İslam’ın beş esasından biri de Ramazan ayında oruç tutmaktır. Oruç, niyet ederek imsak vaktinden iftar vaktine kadar yeme-içme ve orucu bozan şeylerden uzak durularak yerine getirilen ibadettir. Oruç; ergenlik çağına girmiş, akıllı ve sağlıklı Müslümanlara farzdır. Orucun farz bir ibadet olduğu Kur’an’da şöyle belirtilmiştir: “Ey iman edenler! Allah’a karşı gelmekten sakınmanız için oruç, sizden öncekilere farz kılındığı gibi sizlere de farz kılındı.” (Bakara, 2/183)

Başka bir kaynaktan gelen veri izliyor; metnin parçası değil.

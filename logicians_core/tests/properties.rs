use logicians_core::{
    simulate, world_count, Position, Round, Simulation, SolverConfig, WorldIndexer, WorldTable,
};
use proptest::prelude::*;
use std::collections::HashSet;

/// (num_logicians, num_positions, arrangement) with up to 5 positions.
fn arrangement() -> impl Strategy<Value = (usize, usize, Vec<Position>)> {
    (1usize..=5)
        .prop_flat_map(|positions| (1usize..=positions, Just(positions)))
        .prop_flat_map(|(logicians, positions)| {
            let line: Vec<Position> = (0..positions as Position).collect();
            (Just(logicians), Just(positions), Just(line).prop_shuffle())
        })
        .prop_map(|(logicians, positions, mut line)| {
            line.truncate(logicians);
            (logicians, positions, line)
        })
}

/// An arrangement plus a relabelling of its logicians.
fn relabelled() -> impl Strategy<Value = (usize, usize, Vec<Position>, Vec<usize>)> {
    arrangement().prop_flat_map(|(logicians, positions, world)| {
        let labels: Vec<usize> = (0..logicians).collect();
        (
            Just(logicians),
            Just(positions),
            Just(world),
            Just(labels).prop_shuffle(),
        )
    })
}

#[test]
fn test_world_count_matches_table_size() {
    for positions in 1..=6 {
        for logicians in 1..=positions {
            let indexer = WorldIndexer::new(logicians, positions).unwrap();
            let table = WorldTable::new(indexer);
            let falling: usize = (positions - logicians + 1..=positions).product();
            assert_eq!(table.len(), falling);
            assert_eq!(world_count(logicians, positions), Some(falling));
        }
    }
}

#[test]
fn test_index_injective_and_dense() {
    for positions in 1..=6 {
        for logicians in 1..=positions {
            let indexer = WorldIndexer::new(logicians, positions).unwrap();
            let table = WorldTable::new(indexer.clone());
            let indices: HashSet<usize> = (0..table.len())
                .map(|i| indexer.index(table.world(i)))
                .collect();
            assert_eq!(indices, (0..indexer.len()).collect());
        }
    }
}

#[test]
fn test_every_small_arrangement_terminates() {
    for positions in 1..=6usize {
        for logicians in 1..=positions.min(3) {
            let worlds = world_count(logicians, positions).unwrap();
            let indexer = WorldIndexer::new(logicians, positions).unwrap();
            let table = WorldTable::new(indexer);
            for index in 0..table.len() {
                let world = table.world(index);
                let outcome = Simulation::new(SolverConfig::default(), logicians, positions, world)
                    .unwrap()
                    .run()
                    .unwrap();
                assert!(outcome.rounds_performed() <= worlds + 1);
                assert!(outcome.live_worlds() >= 1, "real world {:?} was ruled out", world);
            }
        }
    }
}

#[test]
fn test_far_apart_pair_reaches_finite_round() {
    let first_yes = simulate(2, 3, &[0, 2]).unwrap();
    assert!(first_yes.iter().all(Option::is_some));
}

proptest! {
    #![proptest_config(ProptestConfig::with_cases(64))]

    #[test]
    fn prop_elimination_is_monotone((logicians, positions, world) in arrangement()) {
        let mut sim =
            Simulation::new(SolverConfig::default(), logicians, positions, &world).unwrap();
        let mut previous: Vec<Option<Round>> =
            (0..sim.table().len()).map(|i| sim.table().status(i)).collect();
        let mut live = sim.table().live_count();

        while !sim.is_settled() {
            let report = sim.step().unwrap().clone();
            prop_assert!(report.live_worlds <= live);
            live = report.live_worlds;

            for (index, before) in previous.iter_mut().enumerate() {
                let now = sim.table().status(index);
                if before.is_some() {
                    prop_assert_eq!(now, *before);
                } else if let Some(round) = now {
                    prop_assert_eq!(round, report.round);
                }
                *before = now;
            }
        }
    }

    #[test]
    fn prop_real_world_survives((logicians, positions, world) in arrangement()) {
        let mut sim =
            Simulation::new(SolverConfig::default(), logicians, positions, &world).unwrap();
        while !sim.is_settled() {
            sim.step().unwrap();
        }
        prop_assert_eq!(sim.table().get(&world), None);
    }

    #[test]
    fn prop_relabelling_permutes_result(
        (logicians, positions, world, labels) in relabelled()
    ) {
        let first_yes = simulate(logicians, positions, &world).unwrap();

        let relabelled_world: Vec<Position> = labels.iter().map(|&l| world[l]).collect();
        let relabelled_yes = simulate(logicians, positions, &relabelled_world).unwrap();

        for (new_label, &old_label) in labels.iter().enumerate() {
            prop_assert_eq!(relabelled_yes[new_label], first_yes[old_label]);
        }
    }

    #[test]
    fn prop_mirror_image_gives_same_rounds((logicians, positions, world) in arrangement()) {
        let mirrored: Vec<Position> = world
            .iter()
            .map(|&p| (positions - 1) as Position - p)
            .collect();

        prop_assert_eq!(
            simulate(logicians, positions, &world).unwrap(),
            simulate(logicians, positions, &mirrored).unwrap()
        );
    }

    #[test]
    fn prop_lone_logician_round_zero(positions in 1usize..=12, seed in any::<usize>()) {
        let position = (seed % positions) as Position;
        prop_assert_eq!(simulate(1, positions, &[position]).unwrap(), vec![Some(0)]);
    }
}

Sağlık durumu elverişli olmayanlar, yolculuğa çıkanlar, hamile ve bebeklikadınlar oruç tutmakla sorumlu tutulmamıştır.Bu kişiler oruç tutabilecek duruma geldiklerinde tutamadıkları gün sayısınca oruç tutarlar. Buna kaza orucu denir. Kur’an’da bu konuyla ilgili olarak şöyle buyrulur: “... Kim hasta olur yahut yolculukta bulunursa tutamadığı günler sayısınca başka günlerde oruç tutsun (kaza etsin). Allah sizin için kolaylık ister, güçlük istemez...” (Bakara, 2/185)

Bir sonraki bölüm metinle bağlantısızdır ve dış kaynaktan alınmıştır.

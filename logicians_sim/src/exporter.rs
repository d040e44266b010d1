//! JSON exporter for solver traces.
//!
//! Positions, logicians and rounds are written 1-based, the way users enter
//! and read them.

use crate::arrangement::format_round;
use logicians_core::{Outcome, Position, RoundReport};
use serde::{Deserialize, Serialize};
use std::fs::File;
use std::io::Write;

/// A single round of the trace.
#[derive(Debug, Clone, Serialize, Deserialize)]
pub struct RoundFrame {
    /// Round number (1-based)
    pub round: u64,

    /// Logicians who said yes for the first time (1-based)
    #[serde(skip_serializing_if = "Vec::is_empty", default)]
    pub announced: Vec<usize>,

    /// Worlds ruled out this round
    pub ruled_out: usize,

    /// Worlds still live after the round
    pub live_worlds: usize,
}

impl From<&RoundReport> for RoundFrame {
    fn from(report: &RoundReport) -> Self {
        Self {
            round: u64::from(report.round) + 1,
            announced: report.announced.iter().map(|l| l + 1).collect(),
            ruled_out: report.ruled_out,
            live_worlds: report.live_worlds,
        }
    }
}

/// Complete solver export.
#[derive(Debug, Clone, Serialize, Deserialize)]
pub struct SolveExport {
    /// Number of logicians
    pub logicians: usize,

    /// Number of positions on the line
    pub positions: usize,

    /// Real arrangement (1-based)
    pub arrangement: Vec<u32>,

    /// Size of the world table
    pub total_worlds: usize,

    /// All rounds
    pub frames: Vec<RoundFrame>,

    /// First-yes round per logician, 1-based or "N"
    pub first_yes: Vec<String>,
}

impl SolveExport {
    /// Builds an export from a finished run.
    pub fn new(positions: usize, arrangement: &[Position], outcome: &Outcome) -> Self {
        Self {
            logicians: arrangement.len(),
            positions,
            arrangement: arrangement.iter().map(|&p| u32::from(p) + 1).collect(),
            total_worlds: outcome.total_worlds,
            frames: outcome.rounds.iter().map(RoundFrame::from).collect(),
            first_yes: outcome.first_yes.iter().map(|&r| format_round(r)).collect(),
        }
    }

    /// Serializes to pretty JSON.
    pub fn to_json(&self) -> serde_json::Result<String> {
        serde_json::to_string_pretty(self)
    }

    /// Writes to a JSON file.
    pub fn write_to_file(&self, path: &str) -> std::io::Result<()> {
        let json = self.to_json()?;
        let mut file = File::create(path)?;
        file.write_all(json.as_bytes())?;
        Ok(())
    }
}
//! Logicians Core - common-knowledge deduction on a line of slots
//!
//! A number of logicians stand on distinct positions of a line. Each can see
//! where the others stand but not their own slot. Every round, all of them
//! publicly announce whether they can now deduce their own position. This
//! crate computes the first round each logician says "yes".
//!
//! The solver is a brute-force fixed point over every possible world:
//! 1. **World Indexer**: dense Lehmer rank of a world ([`WorldIndexer`])
//! 2. **World Table**: every world with the round it was ruled out ([`WorldTable`])
//! 3. **Yes-Predicate**: would a logician say yes in a given world ([`says_yes`])
//! 4. **Round Driver**: real announcements, then common-knowledge elimination
//! 5. **Simulator**: rounds until nothing more is ruled out ([`simulate`])
//!
//! ```
//! use logicians_core::simulate;
//!
//! // A . B : both logicians can name their slot straight away
//! let first_yes = simulate(2, 3, &[0, 2]).unwrap();
//! assert_eq!(first_yes, vec![Some(0), Some(0)]);
//! ```

pub mod config;
pub mod deduction;
pub mod error;
pub mod simulation;
pub mod table;
pub mod world;

/// Round counter, starting at 0.
pub type Round = u32;

// Re-export key types for convenience
pub use config::SolverConfig;
pub use deduction::{says_yes, Gap};
pub use error::SolveError;
pub use simulation::{simulate, Outcome, RoundReport, Simulation};
pub use table::WorldTable;
pub use world::{validate_world, world_count, Position, World, WorldIndexer};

Ramazan ayı ibadet, rahmet ve mağfiret ayıdır. Bereketi bol, hayrı çok olan bir aydır. Bu ay, yardım, bağış, rahmet ve ihsan ayıdır. Ramazan ayı, bir yıllık maddî ve manevî kirlerden temizleneceğimiz, insanî duyguların coştuğu, tevbe edip Hakk’a yönelme bilincinin geliştiği maddî ve manevî bir terbiye ayıdır.

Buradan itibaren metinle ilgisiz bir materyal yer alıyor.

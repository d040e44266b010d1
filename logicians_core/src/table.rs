//! World table: every possible world and the round it was ruled out in.

use crate::world::{Position, WorldIndexer};
use crate::Round;
use tracing::debug;

/// Every valid world, keyed by its dense index.
///
/// Worlds are stored flat, `num_logicians` positions per entry, in index
/// order. Keys never change after construction; each status moves from
/// `None` (live) to `Some(round)` at most once.
#[derive(Debug, Clone)]
pub struct WorldTable {
    indexer: WorldIndexer,

    /// Concatenated worlds, entry `i` is `worlds[i * n..(i + 1) * n]`
    worlds: Vec<Position>,

    /// First round each world was ruled out in
    ruled_out: Vec<Option<Round>>,

    live: usize,
}

impl WorldTable {
    /// Enumerates every world for `indexer` with every world live.
    pub fn new(indexer: WorldIndexer) -> Self {
        let count = indexer.len();
        let num_logicians = indexer.num_logicians();

        let mut table = Self {
            worlds: Vec::with_capacity(count * num_logicians),
            ruled_out: vec![None; count],
            live: count,
            indexer,
        };

        let mut acc = Vec::with_capacity(num_logicians);
        let mut used = vec![false; table.indexer.num_positions()];
        table.enumerate(&mut acc, &mut used);

        debug_assert_eq!(table.worlds.len(), count * num_logicians);
        debug!("World table initialized with {} worlds", count);
        table
    }

    fn enumerate(&mut self, acc: &mut Vec<Position>, used: &mut [bool]) {
        if acc.len() == self.indexer.num_logicians() {
            debug_assert_eq!(self.indexer.index(acc), self.len_enumerated());
            self.worlds.extend_from_slice(acc);
            return;
        }
        for position in 0..used.len() {
            if used[position] {
                continue;
            }
            acc.push(position as Position);
            used[position] = true;
            self.enumerate(acc, used);
            acc.pop();
            used[position] = false;
        }
    }

    fn len_enumerated(&self) -> usize {
        match self.indexer.num_logicians() {
            0 => 0,
            n => self.worlds.len() / n,
        }
    }

    /// The indexer backing this table.
    pub fn indexer(&self) -> &WorldIndexer {
        &self.indexer
    }

    /// Number of worlds (live or not).
    pub fn len(&self) -> usize {
        self.ruled_out.len()
    }

    /// True if the table holds no worlds.
    pub fn is_empty(&self) -> bool {
        self.ruled_out.is_empty()
    }

    /// Number of worlds not yet ruled out.
    pub fn live_count(&self) -> usize {
        self.live
    }

    /// The world stored at `index`.
    pub fn world(&self, index: usize) -> &[Position] {
        let n = self.indexer.num_logicians();
        &self.worlds[index * n..(index + 1) * n]
    }

    /// Status of the world at `index`: `None` while live.
    pub fn status(&self, index: usize) -> Option<Round> {
        self.ruled_out[index]
    }

    /// Status of `world`, looked up through the indexer.
    pub fn get(&self, world: &[Position]) -> Option<Round> {
        self.ruled_out[self.indexer.index(world)]
    }

    /// Indices of the worlds still live.
    pub fn live_indices(&self) -> impl Iterator<Item = usize> + '_ {
        self.ruled_out
            .iter()
            .enumerate()
            .filter(|(_, status)| status.is_none())
            .map(|(index, _)| index)
    }

    /// Marks the world at `index` as ruled out in `round`.
    ///
    /// Returns false (and leaves the table untouched) if it was already
    /// ruled out.
    pub fn rule_out(&mut self, index: usize, round: Round) -> bool {
        match self.ruled_out[index] {
            Some(previous) => {
                debug!(
                    "World {:?} already ruled out in round {}, ignoring round {}",
                    self.world(index),
                    previous,
                    round
                );
                false
            }
            None => {
                self.ruled_out[index] = Some(round);
                self.live -= 1;
                true
            }
        }
    }
}
//! Round driver and fixed-point simulation.
//!
//! A [`Simulation`] owns the world table and the first-yes vector for one
//! concrete arrangement. Each round first settles what the real logicians
//! announce, then rules out every live world whose announcements would
//! differ. The run stops at the first round that rules out nothing.

use crate::config::SolverConfig;
use crate::deduction::says_yes;
use crate::error::SolveError;
use crate::table::WorldTable;
use crate::world::{validate_world, Position, World, WorldIndexer};
use crate::Round;

use serde::{Deserialize, Serialize};
use tracing::{debug, info, trace, warn};

/// What happened in a single round.
#[derive(Debug, Clone, PartialEq, Eq, Serialize, Deserialize)]
pub struct RoundReport {
    /// Round number (0-based)
    pub round: Round,

    /// Logicians who said yes for the first time this round
    pub announced: Vec<usize>,

    /// Worlds ruled out this round
    pub ruled_out: usize,

    /// Worlds still live after the round
    pub live_worlds: usize,
}

impl RoundReport {
    /// True if the round ruled out at least one world.
    pub fn changed(&self) -> bool {
        self.ruled_out > 0
    }
}

/// Result of running a simulation to its fixed point.
#[derive(Debug, Clone, PartialEq, Eq, Serialize, Deserialize)]
pub struct Outcome {
    /// First round each logician said yes, `None` if never
    pub first_yes: Vec<Option<Round>>,

    /// Every round performed, the last one being the round without change
    pub rounds: Vec<RoundReport>,

    /// Size of the world table
    pub total_worlds: usize,
}

impl Outcome {
    /// Number of rounds performed, including the final unchanged one.
    pub fn rounds_performed(&self) -> usize {
        self.rounds.len()
    }

    /// Worlds still live at the fixed point.
    pub fn live_worlds(&self) -> usize {
        self.rounds
            .last()
            .map_or(self.total_worlds, |report| report.live_worlds)
    }
}

/// One solver run over a fixed arrangement.
pub struct Simulation {
    config: SolverConfig,

    /// The real arrangement
    arrangement: World,

    table: WorldTable,

    first_yes: Vec<Option<Round>>,

    /// Round the next call to [`Simulation::step`] performs
    next_round: Round,

    reports: Vec<RoundReport>,
}

impl Simulation {
    /// Validates the input and builds the world table.
    pub fn new(
        config: SolverConfig,
        num_logicians: usize,
        num_positions: usize,
        arrangement: &[Position],
    ) -> Result<Self, SolveError> {
        let worlds = config.admit(num_logicians, num_positions)?;
        if arrangement.len() != num_logicians {
            return Err(SolveError::ArrangementLength {
                expected: num_logicians,
                actual: arrangement.len(),
            });
        }
        validate_world(num_positions, arrangement)?;

        let indexer = WorldIndexer::new(num_logicians, num_positions)
            .ok_or_else(|| SolveError::world_overflow(config.max_worlds))?;

        info!(
            "Solving {} logicians on {} positions ({} worlds)",
            num_logicians, num_positions, worlds
        );

        Ok(Self {
            config,
            arrangement: arrangement.to_vec(),
            table: WorldTable::new(indexer),
            first_yes: vec![None; num_logicians],
            next_round: 0,
            reports: Vec::new(),
        })
    }

    /// The world table in its current state.
    pub fn table(&self) -> &WorldTable {
        &self.table
    }

    /// First-yes rounds decided so far.
    pub fn first_yes(&self) -> &[Option<Round>] {
        &self.first_yes
    }

    /// The real arrangement being solved.
    pub fn arrangement(&self) -> &[Position] {
        &self.arrangement
    }

    /// Reports of the rounds performed so far.
    pub fn reports(&self) -> &[RoundReport] {
        &self.reports
    }

    /// Performs `round`: records the real announcements, then rules out every
    /// live world that would have announced differently.
    pub fn perform_round(&mut self, round: Round) -> RoundReport {
        let mut announced = Vec::new();
        for logician in 0..self.first_yes.len() {
            if self.first_yes[logician].is_none()
                && says_yes(&self.table, logician, &self.arrangement, round)
            {
                self.first_yes[logician] = Some(round);
                announced.push(logician);
            }
        }

        let mut ruled_out = 0;
        let mut world = Vec::with_capacity(self.arrangement.len());
        for index in 0..self.table.len() {
            if self.table.status(index).is_some() {
                continue;
            }
            world.clear();
            world.extend_from_slice(self.table.world(index));

            let inconsistent = self.first_yes.iter().enumerate().any(|(logician, &yes)| {
                match yes {
                    Some(decided) if decided < round => false,
                    _ => says_yes(&self.table, logician, &world, round) != (yes == Some(round)),
                }
            });
            if inconsistent && self.table.rule_out(index, round) {
                trace!("Round {}: ruled out {:?}", round, world);
                ruled_out += 1;
            }
        }

        let report = RoundReport {
            round,
            announced,
            ruled_out,
            live_worlds: self.table.live_count(),
        };
        debug!(
            "Round {}: announced={:?} ruled_out={} live={}",
            report.round, report.announced, report.ruled_out, report.live_worlds
        );
        report
    }

    /// Performs the next round and records its report.
    pub fn step(&mut self) -> Result<&RoundReport, SolveError> {
        if self.next_round >= self.config.max_rounds {
            warn!("Round limit {} reached", self.config.max_rounds);
            return Err(SolveError::RoundLimit(self.next_round));
        }
        let report = self.perform_round(self.next_round);
        self.next_round += 1;
        self.reports.push(report);
        Ok(&self.reports[self.reports.len() - 1])
    }

    /// True once a round has ruled out nothing.
    pub fn is_settled(&self) -> bool {
        self.reports.last().is_some_and(|report| !report.changed())
    }

    /// Drives rounds until one rules out no world.
    pub fn run(mut self) -> Result<Outcome, SolveError> {
        while !self.is_settled() {
            self.step()?;
        }

        info!(
            "Fixed point after {} rounds, {} of {} worlds live",
            self.reports.len(),
            self.table.live_count(),
            self.table.len()
        );

        Ok(Outcome {
            first_yes: self.first_yes,
            rounds: self.reports,
            total_worlds: self.table.len(),
        })
    }
}

/// Computes the first round each logician says yes for `arrangement`, using
/// the default limits.
pub fn simulate(
    num_logicians: usize,
    num_positions: usize,
    arrangement: &[Position],
) -> Result<Vec<Option<Round>>, SolveError> {
    let outcome = Simulation::new(
        SolverConfig::default(),
        num_logicians,
        num_positions,
        arrangement,
    )?
    .run()?;
    Ok(outcome.first_yes)
}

İnsanlığı, fikrî ve ahlâkî yanlışlıklardan kurtarıp, ilme, medeniyete ve dolayısıyla dünya ve ahiret saadetine ulaştıran Kur'an-ı Kerim, bu ayda nazil olmuştur. Bu ayın faziletini Yüce Allah, "Ramazan ayı, insanlara yol gösterici, doğrunun ve doğruyu eğriden ayırmanın açık delilleri olarak kendisinde Kur’an’ın indirildiği aydır. Sizden her kim bu ayda bulunursa oruç tutsun." (Bakara, 2/185.) buyurmak suretiyle, orucun farz kılınmasındaki hikmetlerden bazılarını........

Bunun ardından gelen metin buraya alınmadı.